> [Task objective]
Of all the entries below, retype only the lines from the one with "repository 0b3a0f7972dcf4c8" through the one with "contests plus two", exactly as they appear.
++++++++
use contest_sync::{BackupSlot, Category, DocumentStore};
use serde_json::json;

fn main() -> Result<(), contest_sync::Error> {
    let path = std::env::temp_dir().join("contest_sync_example_basic.json");
    let _ = std::fs::remove_file(&path);
    let store = DocumentStore::open(&path)?;

    // a fresh store starts with every contest empty
    let doc = store.load();
    println!("records on start = {}", doc.total_records());

    // submit two contestants
    for (name, score) in [("Asha", 17), ("Ravi", 12)] {
        let body = json!({
            "contestId": "maths",
            "entry": {"contestantName": name, "ageGroup": "Group 3", "score": score}
        });
        store.append(&serde_json::to_vec(&body).unwrap())?;
    }

    // snapshot into a backup slot, then wipe the sudoku list
    let snapshot = json!({"timestamp": 1, "data": serde_json::to_value(store.load()).unwrap()["data"].clone()});
    let body = json!({"data": {"sudoku": []}, "backup1": snapshot});
    let doc = store.replace(&serde_json::to_vec(&body).unwrap())?;

    println!("maths   = {:?}", doc.records(Category::Maths));
    println!("backup1 = {}", doc.backup(BackupSlot::First).is_some());

    // unknown contests are refused
    match store.append(br#"{"contestId": "trivia", "entry": {}}"#) {
        Err(err) => println!("rejected: {err}"),
        Ok(_) => println!("unexpectedly accepted"),
    }

    println!("\nOn-disk JSON:\n{}", std::fs::read_to_string(store.path())?);
    let _ = std::fs::remove_file(&path);
    Ok(())
}
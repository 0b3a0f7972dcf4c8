//! Shared JSON document store for contest scoring.
//!
//! Several browsers read and write one document holding the results of four
//! contests plus two client-managed backup slots. [`DocumentStore`] persists
//! it with atomic saves and runs every read-modify-write under a fair lock,
//! so concurrent submissions are never lost or interleaved.
//!
//! ```rust,no_run
//! use contest_sync::{Category, DocumentStore};
//!
//! let store = DocumentStore::open("data.json").unwrap();
//! let doc = store
//!     .append(br#"{"contestId": "iq", "entry": {"contestantName": "Asha", "score": 17}}"#)
//!     .unwrap();
//! assert_eq!(doc.len(Category::Iq), 1);
//! ```
//!
//! With the `server` feature (on by default) the crate also ships the HTTP
//! service that exposes the store to the UI.

#![deny(missing_docs)]
#![warn(clippy::all)]

pub mod document;
pub mod error;
pub mod guard;
pub mod merge;
pub mod persist;
pub mod serializer;
pub mod store;

#[cfg(feature = "server")]
pub mod config;
#[cfg(feature = "server")]
pub mod server;

pub use document::{BackupSlot, Category, Document, Record};
pub use error::{Error, Result};
pub use guard::MutationGuard;
pub use merge::{AppendPayload, Merge, PayloadError, ReplacePayload};
pub use serializer::{JsonSerializer, Serializer};
pub use store::{DocumentStore, DocumentStoreBuilder};
//! Disk I/O helpers: read the backing file and atomic write.
//!
//! The rename-over approach is close to atomic on most platforms. On NTFS
//! (Windows) it's reliable; on FAT32 or network shares there are no hard
//! guarantees.

use crate::error::{Error, Result};
use std::fs::File;
use std::io::Write;
use std::path::{Path, PathBuf};

/// Reads the file at `path`. Returns `None` if the file is missing or empty
/// (not an error). Never creates anything.
pub fn read(path: &Path) -> Result<Option<Vec<u8>>> {
    let bytes = match std::fs::read(path) {
        Ok(b) => b,
        Err(e) if e.kind() == std::io::ErrorKind::NotFound => return Ok(None),
        Err(e) => return Err(Error::Io(e.to_string())),
    };
    if bytes.iter().all(u8::is_ascii_whitespace) {
        return Ok(None);
    }
    Ok(Some(bytes))
}

/// Write `bytes` to `<path>.tmp`, sync it, and then rename over `path`.
/// Readers see either the old file or the new one, never a partial write.
pub fn atomic_write(path: &Path, bytes: &[u8]) -> Result<()> {
    let tmp = tmp_path(path);
    let written = File::create(&tmp).and_then(|mut file| {
        file.write_all(bytes)?;
        file.sync_all()
    });
    if let Err(e) = written {
        let _ = std::fs::remove_file(&tmp);
        return Err(Error::Io(e.to_string()));
    }
    std::fs::rename(&tmp, path).map_err(|e| {
        let _ = std::fs::remove_file(&tmp);
        Error::Io(e.to_string())
    })
}

/// Sibling path used as the staging file for [`atomic_write`].
#[must_use]
pub fn tmp_path(path: &Path) -> PathBuf {
    let ext = path.extension().and_then(|e| e.to_str()).unwrap_or("json");
    path.with_extension(format!("{ext}.tmp"))
}
//! Serialization layer. Defaults to JSON via serde_json.

use crate::document::Document;
use crate::error::{Error, Result};

/// Converts documents to/from bytes for persistence.
pub trait Serializer: Send + Sync {
    /// Encode a document to bytes.
    fn serialize(&self, doc: &Document) -> Result<Vec<u8>>;

    /// Decode and validate bytes. Structural problems come back as
    /// [`Error::Deserialize`].
    fn deserialize(&self, bytes: &[u8]) -> Result<Document>;
}

/// JSON serializer with optional pretty-printing.
#[derive(Debug, Clone, Default)]
pub struct JsonSerializer {
    pretty: bool,
}

impl JsonSerializer {
    /// Compact JSON (single line, no extra whitespace).
    pub fn new() -> Self {
        Self::default()
    }

    /// Pretty-printed JSON with indentation, easier to read and fix by hand.
    pub fn pretty() -> Self {
        Self { pretty: true }
    }
}

impl Serializer for JsonSerializer {
    fn serialize(&self, doc: &Document) -> Result<Vec<u8>> {
        let bytes = if self.pretty {
            serde_json::to_vec_pretty(doc)
        } else {
            serde_json::to_vec(doc)
        };
        bytes.map_err(|e| Error::Serialize(e.to_string()))
    }

    fn deserialize(&self, bytes: &[u8]) -> Result<Document> {
        serde_json::from_slice(bytes).map_err(Error::from)
    }
}
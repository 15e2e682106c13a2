//! Scalar vs. 8-lane SIMD elementwise arithmetic benchmark.
//!
//! Two benchmarks apply the same in-place operation `a[i] = a[i] OP b[i]` to a
//! pair of f32 buffers for a fixed number of passes and report the elapsed
//! wall-clock time:
//!
//! - [`bench::scalar`]: one element per step (`Regular`)
//! - [`bench::vector`]: eight elements per step through a [`simd::SimdLane`] (`AVX`)
//!
//! The [`orchestrator`] launches both on their own threads. In the default
//! [`ExecutionMode::Serialized`] mode they share buffer A behind a single
//! [`sync::ExclusiveBuffer`], so their timed sections never overlap.
//!
//! # Usage
//!
//! ```rust
//! use lanebench::bench::{scalar, vector};
//! use lanebench::simd::Backend;
//!
//! let b = vec![2.0f32; 8];
//!
//! let mut a = vec![1.0f32; 8];
//! scalar::run(&mut a, &b, '+', 2).unwrap();
//! assert!(a.iter().all(|&x| x == 5.0));
//!
//! let mut a = vec![1.0f32; 8];
//! vector::run(Backend::Fallback, &mut a, &b, '+', 2).unwrap();
//! assert!(a.iter().all(|&x| x == 5.0));
//! ```

pub mod bench;
pub mod error;
pub mod logging;
pub mod op;
pub mod orchestrator;
pub mod simd;
pub mod sync;

pub use error::{BenchError, Result};
pub use op::Operation;
pub use orchestrator::{ExecutionMode, Orchestrator};

/// Number of full passes each benchmark makes over the buffers.
pub const ITERATIONS: usize = 10_000_000;

/// Length of buffers A and B.
pub const BUFFER_LEN: usize = 256;

/// Initial value of every element of buffer A.
pub const A_INIT: f32 = 1.0;

/// Value of every element of buffer B.
pub const B_INIT: f32 = 2.0;

/// Operation symbol used by the program run.
pub const OPERATION: char = '*';

/// How the program run schedules the two benchmarks.
pub const EXECUTION_MODE: ExecutionMode = ExecutionMode::Serialized;
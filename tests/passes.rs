//! Pass semantics: doubling, lane coverage, the two-pass add scenario and the
//! invalid-operator path.

use std::cell::Cell;
use std::ops::{Add, Div, Mul, Sub};

use lanebench::bench::{scalar, vector, Kernel, MemorySink, ReportSink};
use lanebench::simd::{fallback, Backend, SimdLane};
use lanebench::BenchError;

#[test]
fn test_multiply_doubles_per_pass() {
    let b = vec![2.0f32; 256];

    for kernel in [Kernel::Scalar, Kernel::Vector(Backend::preferred())] {
        let mut a = vec![1.0f32; 256];
        kernel.run(&mut a, &b, '*', 1).unwrap();
        assert!(a.iter().all(|&x| x == 2.0), "{kernel:?} after one pass");

        kernel.run(&mut a, &b, '*', 1).unwrap();
        assert!(a.iter().all(|&x| x == 4.0), "{kernel:?} after two passes");
    }
}

#[test]
fn test_two_additive_passes_reach_five() {
    let b = [2.0f32; 8];

    let mut a = [1.0f32; 8];
    scalar::run(&mut a, &b, '+', 2).unwrap();
    assert_eq!(a, [5.0; 8]);

    for backend in Backend::available() {
        let mut a = [1.0f32; 8];
        vector::run(backend, &mut a, &b, '+', 2).unwrap();
        assert_eq!(a, [5.0; 8], "{backend}");
    }
}

#[test]
fn test_every_element_touched_once_per_pass() {
    // Distinct starting values; adding 1.0 once per pass exposes skipped or
    // repeated lanes.
    let start: Vec<f32> = (0..256).map(|i| i as f32).collect();
    let b = vec![1.0f32; 256];

    for backend in Backend::available() {
        let mut a = start.clone();
        vector::run(backend, &mut a, &b, '+', 3).unwrap();
        for (i, (&before, &after)) in start.iter().zip(&a).enumerate() {
            assert_eq!(after, before + 3.0, "{backend} index {i}");
        }
    }
}

thread_local! {
    static LOADS: Cell<usize> = const { Cell::new(0) };
    static STORES: Cell<usize> = const { Cell::new(0) };
}

/// Fallback lanes that count loads and stores.
#[derive(Clone, Copy)]
struct CountingLane(fallback::F32x8);

impl SimdLane for CountingLane {
    const LANE_COUNT: usize = 8;

    unsafe fn load(ptr: *const f32) -> Self {
        LOADS.with(|n| n.set(n.get() + 1));
        CountingLane(fallback::F32x8::load(ptr))
    }

    unsafe fn store_at(&self, ptr: *mut f32) {
        STORES.with(|n| n.set(n.get() + 1));
        self.0.store_at(ptr)
    }
}

impl Add for CountingLane {
    type Output = Self;
    fn add(self, rhs: Self) -> Self {
        CountingLane(self.0 + rhs.0)
    }
}

impl Sub for CountingLane {
    type Output = Self;
    fn sub(self, rhs: Self) -> Self {
        CountingLane(self.0 - rhs.0)
    }
}

impl Mul for CountingLane {
    type Output = Self;
    fn mul(self, rhs: Self) -> Self {
        CountingLane(self.0 * rhs.0)
    }
}

impl Div for CountingLane {
    type Output = Self;
    fn div(self, rhs: Self) -> Self {
        CountingLane(self.0 / rhs.0)
    }
}

#[test]
fn test_thirty_two_steps_per_pass() {
    assert_eq!(vector::steps_per_pass(256), 32);

    let mut a = vec![1.0f32; 256];
    let b = vec![2.0f32; 256];
    unsafe { vector::passes::<CountingLane>(&mut a, &b, '*', 2) }.unwrap();

    // Two loads (A and B) and one store per step.
    assert_eq!(LOADS.with(Cell::get), 2 * 32 * 2);
    assert_eq!(STORES.with(Cell::get), 32 * 2);
    assert!(a.iter().all(|&x| x == 4.0));
}

#[test]
fn test_invalid_operator_reports_without_timing() {
    for kernel in [Kernel::Scalar, Kernel::Vector(Backend::preferred())] {
        let sink = MemorySink::new();
        let mut a = vec![1.0f32; 256];
        let b = vec![2.0f32; 256];

        let result = kernel.run(&mut a, &b, '%', 10_000_000);
        sink.emit(&result);

        assert_eq!(result, Err(BenchError::UnrecognizedOperation('%')));
        assert!(sink.out_lines().is_empty(), "{kernel:?} printed a timing line");
        assert_eq!(sink.err_lines(), vec!["Invalid operator.".to_string()]);
        assert!(a.iter().all(|&x| x == 1.0));
    }
}
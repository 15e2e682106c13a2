//! Scalar benchmark: one element per step.
//!
//! The operation symbol is decoded inside the inner loop, once per element
//! per pass. That repeated branch is part of what this baseline measures.

use std::hint::black_box;
use std::time::{Duration, Instant};

use crate::bench::check_buffers;
use crate::error::Result;
use crate::op::Operation;

/// Applies `a[i] = a[i] OP b[i]` for every element, `iterations` times.
///
/// Stops at the first step whose symbol is not a known operation; elements
/// already processed keep their new values.
#[inline(always)]
pub fn passes(a: &mut [f32], b: &[f32], symbol: char, iterations: usize) -> Result<()> {
    for _ in 0..iterations {
        for (x, &y) in a.iter_mut().zip(b) {
            let op = Operation::from_symbol(symbol)?;
            *x = op.apply(*x, y);
        }
        black_box(&mut *a);
    }
    Ok(())
}

/// Runs the scalar benchmark and returns the elapsed time of all passes.
pub fn run(a: &mut [f32], b: &[f32], symbol: char, iterations: usize) -> Result<Duration> {
    check_buffers(a, b, 1)?;

    tracing::debug!(len = a.len(), iterations, %symbol, "scalar benchmark started");

    let start = Instant::now();
    passes(a, b, black_box(symbol), iterations)?;
    let elapsed = start.elapsed();

    tracing::debug!(?elapsed, "scalar benchmark finished");
    Ok(elapsed)
}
++++++++
> [Result of this exercise]
repository 0b3a0f7972dcf4c8
//! Shared JSON document store for contest scoring.
//!
//! Several browsers read and write one document holding the results of four
//! contests plus two client-managed backup slots. [`DocumentStore`] persists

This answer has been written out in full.